ASSIGNED TASK: In the records below, some lines hold the word "content". Copy each of those lines.

******************************

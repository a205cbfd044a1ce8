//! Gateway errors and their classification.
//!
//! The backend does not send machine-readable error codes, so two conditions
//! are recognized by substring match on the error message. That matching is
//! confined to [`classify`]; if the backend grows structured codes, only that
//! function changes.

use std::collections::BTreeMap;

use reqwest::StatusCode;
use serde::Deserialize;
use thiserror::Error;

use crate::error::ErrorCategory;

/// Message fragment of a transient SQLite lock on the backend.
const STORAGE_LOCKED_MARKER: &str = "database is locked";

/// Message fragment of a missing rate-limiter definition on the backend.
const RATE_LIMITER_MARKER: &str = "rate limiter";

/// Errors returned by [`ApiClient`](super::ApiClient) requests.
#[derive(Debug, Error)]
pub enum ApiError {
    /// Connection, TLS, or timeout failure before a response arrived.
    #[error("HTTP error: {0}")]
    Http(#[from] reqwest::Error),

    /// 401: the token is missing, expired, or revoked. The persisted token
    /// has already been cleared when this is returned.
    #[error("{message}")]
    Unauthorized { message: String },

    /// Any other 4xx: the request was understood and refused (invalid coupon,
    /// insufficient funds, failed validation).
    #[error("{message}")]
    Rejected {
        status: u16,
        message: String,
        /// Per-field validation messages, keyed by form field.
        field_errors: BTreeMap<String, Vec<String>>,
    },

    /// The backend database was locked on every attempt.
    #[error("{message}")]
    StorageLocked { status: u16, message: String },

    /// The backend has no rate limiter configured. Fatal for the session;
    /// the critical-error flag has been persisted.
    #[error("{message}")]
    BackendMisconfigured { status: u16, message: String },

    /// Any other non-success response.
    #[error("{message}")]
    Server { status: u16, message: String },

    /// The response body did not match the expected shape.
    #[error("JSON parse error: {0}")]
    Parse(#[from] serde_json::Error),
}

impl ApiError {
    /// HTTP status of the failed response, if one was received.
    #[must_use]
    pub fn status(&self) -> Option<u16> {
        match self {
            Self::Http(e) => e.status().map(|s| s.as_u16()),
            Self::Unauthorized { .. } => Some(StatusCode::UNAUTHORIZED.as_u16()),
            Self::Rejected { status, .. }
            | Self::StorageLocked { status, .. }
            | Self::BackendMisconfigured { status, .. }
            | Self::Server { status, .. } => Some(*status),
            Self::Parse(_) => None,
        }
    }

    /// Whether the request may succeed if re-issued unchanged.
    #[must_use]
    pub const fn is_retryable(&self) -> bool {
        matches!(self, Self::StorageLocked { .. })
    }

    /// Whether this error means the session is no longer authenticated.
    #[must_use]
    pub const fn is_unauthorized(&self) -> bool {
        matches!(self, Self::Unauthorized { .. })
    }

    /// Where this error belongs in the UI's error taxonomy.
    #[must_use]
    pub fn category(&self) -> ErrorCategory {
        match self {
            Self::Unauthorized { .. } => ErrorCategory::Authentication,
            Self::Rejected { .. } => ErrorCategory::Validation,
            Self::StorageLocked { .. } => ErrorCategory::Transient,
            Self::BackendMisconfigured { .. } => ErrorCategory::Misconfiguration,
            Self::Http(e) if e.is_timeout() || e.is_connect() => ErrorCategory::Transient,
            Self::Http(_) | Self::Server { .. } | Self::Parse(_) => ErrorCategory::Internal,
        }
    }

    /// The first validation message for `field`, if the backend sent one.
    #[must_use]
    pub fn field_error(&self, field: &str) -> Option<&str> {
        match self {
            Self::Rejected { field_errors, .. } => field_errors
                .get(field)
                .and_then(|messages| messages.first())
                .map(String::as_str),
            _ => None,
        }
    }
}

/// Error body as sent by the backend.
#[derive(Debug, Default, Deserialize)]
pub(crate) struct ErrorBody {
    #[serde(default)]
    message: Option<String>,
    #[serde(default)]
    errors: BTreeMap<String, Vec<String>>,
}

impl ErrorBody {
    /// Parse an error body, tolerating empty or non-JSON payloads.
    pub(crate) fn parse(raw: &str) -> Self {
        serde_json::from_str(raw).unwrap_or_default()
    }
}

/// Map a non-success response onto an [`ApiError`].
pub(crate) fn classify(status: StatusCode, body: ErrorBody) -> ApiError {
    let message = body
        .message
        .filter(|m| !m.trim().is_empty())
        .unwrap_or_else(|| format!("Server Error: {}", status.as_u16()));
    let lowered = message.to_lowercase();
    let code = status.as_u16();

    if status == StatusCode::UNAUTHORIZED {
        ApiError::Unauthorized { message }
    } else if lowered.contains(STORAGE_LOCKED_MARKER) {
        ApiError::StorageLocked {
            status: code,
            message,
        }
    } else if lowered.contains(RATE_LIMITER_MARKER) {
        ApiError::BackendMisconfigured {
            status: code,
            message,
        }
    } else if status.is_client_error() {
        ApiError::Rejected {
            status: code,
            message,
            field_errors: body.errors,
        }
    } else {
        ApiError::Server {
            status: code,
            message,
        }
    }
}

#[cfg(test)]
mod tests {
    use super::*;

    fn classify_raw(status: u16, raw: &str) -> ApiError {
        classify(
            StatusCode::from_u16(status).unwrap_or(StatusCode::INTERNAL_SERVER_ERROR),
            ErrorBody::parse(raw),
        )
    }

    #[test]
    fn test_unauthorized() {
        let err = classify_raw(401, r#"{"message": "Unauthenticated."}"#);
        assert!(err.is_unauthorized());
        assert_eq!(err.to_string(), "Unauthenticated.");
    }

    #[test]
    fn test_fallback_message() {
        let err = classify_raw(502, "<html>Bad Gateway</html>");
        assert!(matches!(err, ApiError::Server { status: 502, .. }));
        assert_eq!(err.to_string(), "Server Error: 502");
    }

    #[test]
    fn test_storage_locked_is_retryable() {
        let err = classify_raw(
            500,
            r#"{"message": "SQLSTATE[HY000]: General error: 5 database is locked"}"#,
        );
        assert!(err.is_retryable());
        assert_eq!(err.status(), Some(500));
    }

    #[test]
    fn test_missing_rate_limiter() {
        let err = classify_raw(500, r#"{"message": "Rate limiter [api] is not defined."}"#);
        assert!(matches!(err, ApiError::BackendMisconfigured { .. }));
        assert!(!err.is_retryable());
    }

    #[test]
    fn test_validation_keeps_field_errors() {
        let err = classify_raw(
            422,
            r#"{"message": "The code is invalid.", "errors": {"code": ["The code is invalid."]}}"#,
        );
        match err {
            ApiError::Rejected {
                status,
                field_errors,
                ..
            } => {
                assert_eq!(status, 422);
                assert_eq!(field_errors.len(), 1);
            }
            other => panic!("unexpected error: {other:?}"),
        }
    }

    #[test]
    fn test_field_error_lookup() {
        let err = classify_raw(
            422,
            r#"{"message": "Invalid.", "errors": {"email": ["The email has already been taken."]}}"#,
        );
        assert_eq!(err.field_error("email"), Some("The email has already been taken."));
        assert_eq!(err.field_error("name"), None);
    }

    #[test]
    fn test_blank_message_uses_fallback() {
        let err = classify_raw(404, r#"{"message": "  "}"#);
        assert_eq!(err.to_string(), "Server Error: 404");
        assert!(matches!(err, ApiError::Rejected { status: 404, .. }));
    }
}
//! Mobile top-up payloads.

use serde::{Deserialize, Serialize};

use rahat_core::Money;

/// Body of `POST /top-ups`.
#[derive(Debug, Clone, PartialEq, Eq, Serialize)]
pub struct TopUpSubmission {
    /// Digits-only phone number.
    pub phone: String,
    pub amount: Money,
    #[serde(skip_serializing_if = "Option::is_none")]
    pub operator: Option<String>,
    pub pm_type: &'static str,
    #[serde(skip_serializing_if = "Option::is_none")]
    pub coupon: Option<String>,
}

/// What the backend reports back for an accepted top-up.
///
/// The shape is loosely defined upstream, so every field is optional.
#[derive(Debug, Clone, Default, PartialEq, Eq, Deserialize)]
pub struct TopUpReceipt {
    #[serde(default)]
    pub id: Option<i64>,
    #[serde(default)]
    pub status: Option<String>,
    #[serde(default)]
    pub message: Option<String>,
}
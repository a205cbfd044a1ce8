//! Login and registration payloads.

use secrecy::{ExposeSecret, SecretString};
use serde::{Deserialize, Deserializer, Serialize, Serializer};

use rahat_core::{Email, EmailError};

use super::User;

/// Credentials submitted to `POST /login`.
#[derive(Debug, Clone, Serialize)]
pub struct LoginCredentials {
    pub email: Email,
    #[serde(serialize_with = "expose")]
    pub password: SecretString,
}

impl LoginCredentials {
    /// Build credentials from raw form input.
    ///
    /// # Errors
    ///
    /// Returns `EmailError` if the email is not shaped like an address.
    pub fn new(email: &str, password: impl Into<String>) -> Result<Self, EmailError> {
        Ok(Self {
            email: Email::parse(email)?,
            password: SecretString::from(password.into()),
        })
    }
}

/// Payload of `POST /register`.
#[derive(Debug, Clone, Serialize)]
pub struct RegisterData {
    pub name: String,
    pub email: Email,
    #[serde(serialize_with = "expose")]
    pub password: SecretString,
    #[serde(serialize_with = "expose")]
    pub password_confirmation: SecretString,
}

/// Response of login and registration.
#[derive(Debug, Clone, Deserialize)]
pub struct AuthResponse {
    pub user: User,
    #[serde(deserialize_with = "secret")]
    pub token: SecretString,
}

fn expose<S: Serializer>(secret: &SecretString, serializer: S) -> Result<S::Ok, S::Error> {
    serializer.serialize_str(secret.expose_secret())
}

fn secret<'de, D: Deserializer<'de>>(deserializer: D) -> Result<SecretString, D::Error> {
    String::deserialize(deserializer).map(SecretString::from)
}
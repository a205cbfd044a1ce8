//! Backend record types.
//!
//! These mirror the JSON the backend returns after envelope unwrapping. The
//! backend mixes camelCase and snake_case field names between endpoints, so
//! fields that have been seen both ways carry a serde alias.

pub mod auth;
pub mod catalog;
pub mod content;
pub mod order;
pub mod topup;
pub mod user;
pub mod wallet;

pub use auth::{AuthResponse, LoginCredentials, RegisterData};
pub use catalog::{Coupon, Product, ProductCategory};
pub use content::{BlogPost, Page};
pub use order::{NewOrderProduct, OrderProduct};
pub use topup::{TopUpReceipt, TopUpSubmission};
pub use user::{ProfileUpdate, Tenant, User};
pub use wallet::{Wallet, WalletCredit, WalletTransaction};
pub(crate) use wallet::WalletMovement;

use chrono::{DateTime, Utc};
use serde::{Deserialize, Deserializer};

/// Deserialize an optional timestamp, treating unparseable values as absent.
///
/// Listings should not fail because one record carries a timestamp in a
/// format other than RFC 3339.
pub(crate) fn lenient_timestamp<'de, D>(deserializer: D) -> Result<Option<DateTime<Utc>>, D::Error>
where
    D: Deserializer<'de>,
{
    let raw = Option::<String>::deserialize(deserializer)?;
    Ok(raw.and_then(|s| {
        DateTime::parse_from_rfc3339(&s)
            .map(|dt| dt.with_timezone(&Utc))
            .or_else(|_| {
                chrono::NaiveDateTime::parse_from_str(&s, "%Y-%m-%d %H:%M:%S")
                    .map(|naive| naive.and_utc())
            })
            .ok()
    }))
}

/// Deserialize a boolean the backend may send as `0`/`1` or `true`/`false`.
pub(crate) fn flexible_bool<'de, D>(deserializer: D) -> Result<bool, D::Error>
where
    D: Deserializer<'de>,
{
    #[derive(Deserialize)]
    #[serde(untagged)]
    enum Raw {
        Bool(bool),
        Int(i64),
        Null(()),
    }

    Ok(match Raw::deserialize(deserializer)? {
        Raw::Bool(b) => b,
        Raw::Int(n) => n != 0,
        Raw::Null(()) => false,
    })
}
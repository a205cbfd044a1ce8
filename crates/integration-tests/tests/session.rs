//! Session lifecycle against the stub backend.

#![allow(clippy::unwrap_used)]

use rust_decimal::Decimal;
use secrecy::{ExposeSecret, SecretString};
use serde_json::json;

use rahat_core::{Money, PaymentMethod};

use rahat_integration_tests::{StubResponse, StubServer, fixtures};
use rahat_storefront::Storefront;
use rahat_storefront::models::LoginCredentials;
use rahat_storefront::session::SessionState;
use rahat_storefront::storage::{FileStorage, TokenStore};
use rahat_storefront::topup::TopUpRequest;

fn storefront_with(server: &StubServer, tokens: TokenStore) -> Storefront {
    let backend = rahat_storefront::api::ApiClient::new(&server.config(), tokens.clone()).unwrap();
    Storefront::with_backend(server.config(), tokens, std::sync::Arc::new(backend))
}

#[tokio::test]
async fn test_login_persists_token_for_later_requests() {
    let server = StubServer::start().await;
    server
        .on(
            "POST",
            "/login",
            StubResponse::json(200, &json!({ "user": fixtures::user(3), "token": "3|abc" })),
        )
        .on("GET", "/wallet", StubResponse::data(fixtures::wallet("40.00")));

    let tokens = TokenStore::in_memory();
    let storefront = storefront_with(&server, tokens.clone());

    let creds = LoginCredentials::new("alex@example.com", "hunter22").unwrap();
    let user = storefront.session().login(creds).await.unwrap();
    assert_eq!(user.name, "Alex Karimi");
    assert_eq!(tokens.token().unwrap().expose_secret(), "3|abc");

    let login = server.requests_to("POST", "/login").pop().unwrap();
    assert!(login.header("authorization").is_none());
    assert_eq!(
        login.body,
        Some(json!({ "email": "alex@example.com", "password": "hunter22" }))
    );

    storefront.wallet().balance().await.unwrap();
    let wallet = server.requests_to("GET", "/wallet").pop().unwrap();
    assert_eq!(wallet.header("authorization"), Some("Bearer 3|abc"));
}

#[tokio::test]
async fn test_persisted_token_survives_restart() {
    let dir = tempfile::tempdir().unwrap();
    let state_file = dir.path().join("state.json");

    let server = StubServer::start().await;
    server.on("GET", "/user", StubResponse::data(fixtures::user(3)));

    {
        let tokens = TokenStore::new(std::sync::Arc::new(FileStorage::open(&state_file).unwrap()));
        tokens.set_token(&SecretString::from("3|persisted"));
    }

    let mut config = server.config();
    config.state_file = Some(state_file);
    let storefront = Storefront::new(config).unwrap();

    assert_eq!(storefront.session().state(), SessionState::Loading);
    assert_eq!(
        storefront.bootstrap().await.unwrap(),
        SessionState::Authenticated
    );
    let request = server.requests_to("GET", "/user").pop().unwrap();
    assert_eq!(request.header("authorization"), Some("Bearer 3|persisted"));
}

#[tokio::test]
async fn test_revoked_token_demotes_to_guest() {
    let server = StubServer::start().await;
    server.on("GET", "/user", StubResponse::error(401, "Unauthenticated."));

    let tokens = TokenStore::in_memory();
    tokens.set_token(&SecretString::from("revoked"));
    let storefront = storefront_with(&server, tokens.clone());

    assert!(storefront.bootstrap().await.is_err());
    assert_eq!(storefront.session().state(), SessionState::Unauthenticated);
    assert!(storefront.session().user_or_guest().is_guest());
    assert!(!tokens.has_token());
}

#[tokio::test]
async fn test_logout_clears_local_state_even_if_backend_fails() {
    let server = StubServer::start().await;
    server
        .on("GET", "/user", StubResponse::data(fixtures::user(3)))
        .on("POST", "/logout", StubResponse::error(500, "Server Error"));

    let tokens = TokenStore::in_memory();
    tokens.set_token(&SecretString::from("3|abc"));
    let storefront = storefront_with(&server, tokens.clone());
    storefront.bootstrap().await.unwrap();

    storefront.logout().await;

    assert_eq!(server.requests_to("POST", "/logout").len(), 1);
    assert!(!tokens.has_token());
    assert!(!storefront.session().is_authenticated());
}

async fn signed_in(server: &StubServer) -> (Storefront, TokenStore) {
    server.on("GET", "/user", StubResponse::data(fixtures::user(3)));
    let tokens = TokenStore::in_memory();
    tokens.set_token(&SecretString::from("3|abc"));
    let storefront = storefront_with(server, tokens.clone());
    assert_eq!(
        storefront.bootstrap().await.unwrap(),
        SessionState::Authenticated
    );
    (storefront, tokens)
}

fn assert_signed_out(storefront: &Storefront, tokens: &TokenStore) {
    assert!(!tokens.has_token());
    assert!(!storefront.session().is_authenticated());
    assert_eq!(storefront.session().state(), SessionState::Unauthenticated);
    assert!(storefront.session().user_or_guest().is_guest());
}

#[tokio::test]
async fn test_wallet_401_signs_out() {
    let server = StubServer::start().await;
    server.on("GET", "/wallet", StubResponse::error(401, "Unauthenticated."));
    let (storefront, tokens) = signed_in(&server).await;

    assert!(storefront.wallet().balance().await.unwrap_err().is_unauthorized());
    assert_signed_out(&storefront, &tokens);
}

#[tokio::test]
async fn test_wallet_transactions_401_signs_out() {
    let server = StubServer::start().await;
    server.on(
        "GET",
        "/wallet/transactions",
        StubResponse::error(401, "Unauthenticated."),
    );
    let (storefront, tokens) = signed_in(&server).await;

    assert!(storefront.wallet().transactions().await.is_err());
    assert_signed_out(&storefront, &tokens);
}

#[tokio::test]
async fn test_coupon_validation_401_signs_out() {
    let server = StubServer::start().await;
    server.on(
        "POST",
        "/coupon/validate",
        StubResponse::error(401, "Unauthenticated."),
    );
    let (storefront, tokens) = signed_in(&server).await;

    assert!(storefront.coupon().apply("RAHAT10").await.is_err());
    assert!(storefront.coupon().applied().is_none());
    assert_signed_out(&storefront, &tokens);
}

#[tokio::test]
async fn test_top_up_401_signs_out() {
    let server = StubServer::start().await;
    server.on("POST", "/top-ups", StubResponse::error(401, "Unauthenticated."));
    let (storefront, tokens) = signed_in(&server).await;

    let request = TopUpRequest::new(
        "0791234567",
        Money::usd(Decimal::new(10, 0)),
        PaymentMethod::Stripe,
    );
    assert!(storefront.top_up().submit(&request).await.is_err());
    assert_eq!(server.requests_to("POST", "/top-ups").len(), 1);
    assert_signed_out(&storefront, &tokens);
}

******************************

EXERCISE RESULT:
pub mod content;
pub use content::{BlogPost, Page};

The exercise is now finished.